Canon Officially Announces the Canon 5DS, 5DS R and 11-24mm f/4L

After weeks of rumors and speculation, Canon has finally confirmed that the megapixel monster known as the 5Ds/5Ds R is real, and coming to stores here soon. Boasting 50.6MP full frame sensor, Canon has surpassed Nikon and Sony, offering us the highest resolution to date for a DSLR camera system. Alongside the new cameras, is the 11-24mm f/4L, finally bringing an updated ultra wide angle to the Canon lineup.

Rumors, leaks and speculations have been thrown around on these camera systems for weeks now, with no confirmations from Canon or other credible sources. Many of these rumors have been met with questions like "Who is the camera system for?" and "Is this their new flagship?". However seeing the specs on the systems, it's believed that this camera system is tailored to commercial photographers who need the resolution over the ISO capabilities, and that a flagship system tailored for the everyman is still on its way. Specs of the systems are below --

Canon EOS 5Ds --


  • CMOS sensor effective pixels 50.6MP (total number of pixels: 53MP)
  • RAW (50MP), M-RAW (28MP), S-RAW (12.4MP)
  • Media CF (UDMA7), SD / SDHC / SDXC (UHS-I)
  • Dual DIGIC6
  • Crop 1.3x and 1.6x
  • 100% field of view, magnification 0.71 times, the eye point is 21mm
  • Electronic level
  • Grid display
  • AF 61 points (41 points cross type), EV-2 support
  • ITR AF
  • Anti-flicker
  • Time-lapse movie
  • Bulb timer
  • Live View, the contrast AF (face recognition)
  • 150,000 pixel RGB-TR metering sensor. 252 zone TTL metering
  • EOS iSA system
  • ISO100-6400 (extended with ISO50 and ISO12800)
  • The shutter speed is 30 seconds -1/8000 seconds. Synchro is 1/200 sec
  • Continuous shooting 5 frames / sec.
  • Video 1920x1080 30fps (ALL-I or IPB)
  • LCD monitor 3.2 inches 1.04 million dot
  • Mini HDMI output terminal. External microphone terminal
  • Battery LP-E6N / LP-E6
  • The size 152 x 116.4 x 76.4mm
  • Weighs 930g (CIPA guidelines). 845g (body only)

Canon EOS 5Ds R --

  • Same Specs as Above, but with Low-Pass Filter Cancelled.

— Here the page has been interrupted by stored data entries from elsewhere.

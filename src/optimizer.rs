//! Fair allocation solver
//! Splits a fixed integer capacity across sites so that each site's queue pressure sits as
//! close as possible to the common reference rate times its assigned capacity.
//!
//! The model is an integer program over fixed-point quantities:
//!
//! ```text
//! minimize   sum_i |K_i - w * x_i|
//! subject to sum_i x_i = C,  0 <= x_i <= C,  |K_i - w * x_i| <= max_error
//! ```
//!
//! Each term is convex in `x_i`, so placing units on the site with the cheapest marginal cost,
//! starting from the propagated lower bounds, reaches the global optimum. Units are placed in
//! batches per marginal tier, so the work grows with the number of sites, not with `C`.

use serde::{Deserialize, Serialize};
use tracing::{debug, info, warn};

use crate::error::PlanError;
use crate::models::{AllocationPlan, Site, SiteAllocation, SolveStatus};
use crate::pressure::total_pressure;

/// Fixed-point scale applied to pressures and the reference rate before solving
pub const DEFAULT_PRECISION_FACTOR: i64 = 100;

/// Tuning knobs for the integer solver
#[derive(Clone, Copy, Debug, PartialEq, Eq, Serialize, Deserialize)]
#[serde(default)]
pub struct SolverOptions {
    /// Real quantities are multiplied by this and truncated toward zero
    pub precision_factor: i64,
    /// Cap on units placed in marginal-cost order; `None` always runs to a proven optimum
    pub max_steps: Option<u64>,
}

impl Default for SolverOptions {
    fn default() -> Self {
        SolverOptions {
            precision_factor: DEFAULT_PRECISION_FACTOR,
            max_steps: None,
        }
    }
}

/// Allocate `total_capacity` across `sites` with the default solver options
pub fn allocate(sites: &[Site], total_capacity: i64) -> Result<AllocationPlan, PlanError> {
    allocate_with(sites, total_capacity, &SolverOptions::default())
}

/// Allocate `total_capacity` across `sites`, minimizing total deviation from the common wait
pub fn allocate_with(
    sites: &[Site],
    total_capacity: i64,
    options: &SolverOptions,
) -> Result<AllocationPlan, PlanError> {
    if options.precision_factor < 1 {
        return Err(PlanError::invalid(format!(
            "precision factor must be at least 1, got {}",
            options.precision_factor
        )));
    }

    let pressures: Vec<f64> = sites.iter().map(Site::queue_pressure).collect();
    let pressure_sum = total_pressure(&pressures);
    let reference_wait = reference_wait(pressure_sum, total_capacity);

    if total_capacity <= 0 {
        warn!(total_capacity, "non-positive total capacity, reference wait falls back to 0");
    }
    let Ok(capacity) = u64::try_from(total_capacity) else {
        return Err(PlanError::infeasible(format!(
            "total capacity {total_capacity} is negative and cannot be split into non-negative shares"
        )));
    };
    if sites.is_empty() && capacity > 0 {
        return Err(PlanError::infeasible(format!(
            "there are no sites to receive {capacity} units of capacity"
        )));
    }

    let model = FairShareModel::build(
        &pressures,
        pressure_sum,
        reference_wait,
        capacity,
        options.precision_factor,
    );
    debug!(
        sites = sites.len(),
        capacity,
        rate = model.rate,
        max_error = model.max_error,
        "built fair-share model"
    );

    let solution = model.solve(options.max_steps)?;
    match solution.status {
        SolveStatus::Optimal => info!(
            objective = solution.objective,
            steps = solution.steps,
            "optimal allocation found"
        ),
        SolveStatus::Feasible => warn!(
            objective = solution.objective,
            steps = solution.steps,
            "solver step budget exhausted, returning best-effort allocation"
        ),
    }

    let allocations = sites
        .iter()
        .zip(&pressures)
        .zip(&solution.units)
        .enumerate()
        .map(|(index, ((site, &pressure), &assigned))| {
            debug!(
                site = %site.name,
                assigned,
                deviation = model.cost(index, assigned),
                "site allocation"
            );
            SiteAllocation {
                name: site.name.clone(),
                current_throughput: site.current_throughput,
                current_wait: site.current_wait,
                assigned_throughput: assigned,
                implied_new_wait: implied_wait(pressure, assigned),
            }
        })
        .collect();

    Ok(AllocationPlan {
        sites: allocations,
        reference_wait,
        total_capacity: capacity,
        objective: solution.objective,
        status: solution.status,
    })
}

/// Objective value the solver would report for an arbitrary split of `total_capacity`
///
/// Useful for judging a hand-made plan against the solver's. The split is not checked
/// against the capacity constraint.
pub fn score_allocation(
    sites: &[Site],
    total_capacity: i64,
    assigned: &[u64],
    options: &SolverOptions,
) -> i64 {
    let pressures: Vec<f64> = sites.iter().map(Site::queue_pressure).collect();
    let pressure_sum = total_pressure(&pressures);
    let capacity = u64::try_from(total_capacity).unwrap_or(0);
    let model = FairShareModel::build(
        &pressures,
        pressure_sum,
        reference_wait(pressure_sum, total_capacity),
        capacity,
        options.precision_factor,
    );
    model.objective(assigned)
}

/// Wait a site would see with `throughput` tests per week; 0 when nothing is offered
pub fn implied_wait(pressure: f64, throughput: u64) -> f64 {
    if throughput > 0 {
        pressure / throughput as f64
    } else {
        0.0
    }
}

fn reference_wait(pressure_sum: f64, total_capacity: i64) -> f64 {
    if total_capacity > 0 {
        pressure_sum / total_capacity as f64
    } else {
        0.0
    }
}

/// Truncating fixed-point conversion, saturating at the i64 range
fn to_fixed(value: f64, precision_factor: i64) -> i64 {
    (value * precision_factor as f64) as i64
}

fn units_as_i64(units: u64) -> i64 {
    i64::try_from(units).unwrap_or(i64::MAX)
}

struct Solution {
    units: Vec<u64>,
    objective: i64,
    status: SolveStatus,
    steps: u64,
}

/// Fixed-point integer model of one allocation problem, built fresh per call
struct FairShareModel {
    pressures: Vec<i64>,
    rate: i64,
    capacity: u64,
    max_error: i64,
}

impl FairShareModel {
    fn build(
        pressures: &[f64],
        pressure_sum: f64,
        reference_wait: f64,
        capacity: u64,
        precision_factor: i64,
    ) -> Self {
        FairShareModel {
            pressures: pressures
                .iter()
                .map(|&k| to_fixed(k, precision_factor))
                .collect(),
            rate: to_fixed(reference_wait, precision_factor),
            capacity,
            max_error: to_fixed(pressure_sum, precision_factor),
        }
    }

    fn error(&self, site: usize, units: u64) -> i64 {
        self.pressures[site].saturating_sub(self.rate.saturating_mul(units_as_i64(units)))
    }

    fn cost(&self, site: usize, units: u64) -> i64 {
        self.error(site, units).saturating_abs()
    }

    fn marginal(&self, site: usize, units: u64) -> i64 {
        self.cost(site, units + 1) - self.cost(site, units)
    }

    fn objective(&self, units: &[u64]) -> i64 {
        units
            .iter()
            .enumerate()
            .take(self.pressures.len())
            .fold(0i64, |acc, (site, &x)| acc.saturating_add(self.cost(site, x)))
    }

    /// Range of units for `site` that keeps |error| within `max_error` and x within [0, C]
    fn bounds(&self, site: usize) -> Option<(u64, u64)> {
        if self.max_error < 0 {
            return None;
        }
        let k = i128::from(self.pressures[site]);
        let bound = i128::from(self.max_error);
        let capacity = i128::from(self.capacity);

        let (lower, upper) = if self.rate == 0 {
            if k.abs() > bound {
                return None;
            }
            (0, capacity)
        } else {
            // rate >= 0 whenever max_error >= 0
            let rate = i128::from(self.rate);
            let lower = -((bound - k).div_euclid(rate));
            let upper = (k + bound).div_euclid(rate);
            (lower.max(0), upper.min(capacity))
        };

        if lower > upper {
            return None;
        }
        Some((u64::try_from(lower).ok()?, u64::try_from(upper).ok()?))
    }

    /// Bound propagation followed by greedy marginal placement
    fn solve(&self, max_steps: Option<u64>) -> Result<Solution, PlanError> {
        let n = self.pressures.len();
        let mut lower = Vec::with_capacity(n);
        let mut upper = Vec::with_capacity(n);
        for site in 0..n {
            let Some((lo, hi)) = self.bounds(site) else {
                return Err(PlanError::infeasible(format!(
                    "site #{} cannot keep its deviation within {}",
                    site + 1,
                    self.max_error
                )));
            };
            lower.push(lo);
            upper.push(hi);
        }

        let floor_sum = lower.iter().fold(0u64, |acc, &lo| acc.saturating_add(lo));
        let ceiling_sum = upper.iter().fold(0u64, |acc, &hi| acc.saturating_add(hi));
        debug!(floor_sum, ceiling_sum, "propagated site bounds");
        if floor_sum > self.capacity || ceiling_sum < self.capacity {
            return Err(PlanError::infeasible(format!(
                "site bounds admit between {floor_sum} and {ceiling_sum} units, but {} must be placed",
                self.capacity
            )));
        }

        let mut units = lower;
        let remaining = self.capacity - floor_sum;
        // The greedy order never depends on how many units are left, so a capped run is
        // the same prefix of the full run
        let steps = max_steps.map_or(remaining, |limit| limit.min(remaining));
        let placed = self.place_greedy(&mut units, &upper, steps);
        if placed < steps {
            return Err(PlanError::infeasible(format!(
                "{} units left with every site at its upper bound",
                remaining - placed
            )));
        }

        let mut status = SolveStatus::Optimal;
        if steps < remaining {
            status = SolveStatus::Feasible;
            fill_in_order(&mut units, &upper, remaining - steps);
        }

        let objective = self.objective(&units);
        Ok(Solution {
            units,
            objective,
            status,
            steps,
        })
    }

    /// Unit count below which every extra unit lowers the deviation by the full rate
    fn pivot(&self, site: usize) -> i128 {
        i128::from(self.pressures[site]).div_euclid(i128::from(self.rate))
    }

    /// Place `count` units in the order a cheapest-marginal-first greedy would, where ties
    /// go to the site holding fewer units, then the earlier site.
    ///
    /// A site's marginal cost is `-rate` below its pivot, `+rate` above it, and one
    /// crossing value in between, so the greedy runs in three batched tiers instead of
    /// one unit at a time. Returns the number of units placed.
    fn place_greedy(&self, units: &mut [u64], upper: &[u64], count: u64) -> u64 {
        if self.rate == 0 {
            // Every marginal is zero
            return water_fill(units, upper, count);
        }

        // Warm start: raise every site toward its pivot
        let pivots: Vec<u64> = (0..units.len())
            .map(|site| {
                let pivot = self.pivot(site).clamp(0, i128::from(upper[site]));
                u64::try_from(pivot).unwrap_or(upper[site]).max(units[site])
            })
            .collect();
        let mut placed = water_fill(units, &pivots, count);

        let mut crossings: Vec<(i64, u64, usize)> = (0..units.len())
            .filter(|&site| units[site] < upper[site])
            .map(|site| (self.marginal(site, units[site]), units[site], site))
            .filter(|&(marginal, _, _)| marginal < self.rate)
            .collect();
        crossings.sort_unstable();
        for (_, _, site) in crossings {
            if placed == count {
                return placed;
            }
            units[site] += 1;
            placed += 1;
        }

        placed + water_fill(units, upper, count - placed)
    }
}

/// Raise the lowest sites first, earlier sites breaking ties, until `count` units are placed
/// or every site reaches its cap. Returns the number of units placed.
fn water_fill(units: &mut [u64], caps: &[u64], count: u64) -> u64 {
    if count == 0 {
        return 0;
    }
    let needed = |level: u64| -> u128 {
        units
            .iter()
            .zip(caps)
            .map(|(&x, &cap)| u128::from(cap.min(level).saturating_sub(x)))
            .sum()
    };

    let room = needed(u64::MAX);
    if room <= u128::from(count) {
        for (x, &cap) in units.iter_mut().zip(caps) {
            *x = (*x).max(cap);
        }
        return u64::try_from(room).unwrap_or(count);
    }

    // needed(low) <= count < needed(high)
    let mut low = 0u64;
    let mut high = caps.iter().copied().max().unwrap_or(0);
    while high - low > 1 {
        let mid = low + (high - low) / 2;
        if needed(mid) <= u128::from(count) {
            low = mid;
        } else {
            high = mid;
        }
    }

    let mut leftover = u128::from(count) - needed(low);
    for (x, &cap) in units.iter_mut().zip(caps) {
        *x = (*x).max(cap.min(low));
    }
    for (x, &cap) in units.iter_mut().zip(caps) {
        if leftover == 0 {
            break;
        }
        if *x == low && cap > low {
            *x += 1;
            leftover -= 1;
        }
    }
    count
}

/// Best-effort completion: top sites up to their upper bound in list order
fn fill_in_order(units: &mut [u64], upper: &[u64], mut remaining: u64) {
    for (x, &hi) in units.iter_mut().zip(upper) {
        if remaining == 0 {
            break;
        }
        let take = (hi - *x).min(remaining);
        *x += take;
        remaining -= take;
    }
}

Canon EF 11-24mm f/4L USM --

  • Lens design 16 elements 11 groups
  • 4 aspherical lens (large diameter grinding aspheric single, large-diameter glass molded aspherical one, two glass mold aspherical)
  • One Super UD lens, one UD lens
  • SWC coating (two-sided)
  • ASC coating (one side)
  • The fluorine-coded rear and front lens
  • 9 diaphragm blades, circular aperture
  • Minimum aperture is f/22
  • In the shortest shooting distance is 24mm 0.28m, 0.32m in 11mm
  • 0.16 times at the maximum photographic magnification is 24mm, 0.06 times in 11mm
  • AF motor ring USM
  • Full-time manual focus
  • Dust and water sealed
  • Rear gelatin filter holder
  • Total length 132mm, maximum diameter 108mm
  • Weight 1180g

Press Release

Canon revolutionises resolution with the EOS 5DS and EOS 5DS R

London, UK, 6 February 2015 – Canon today transforms the EOS system with the arrival of the EOS 5DS and the EOS 5DS R – a new breed of ultra-high resolution full-frame DSLRs.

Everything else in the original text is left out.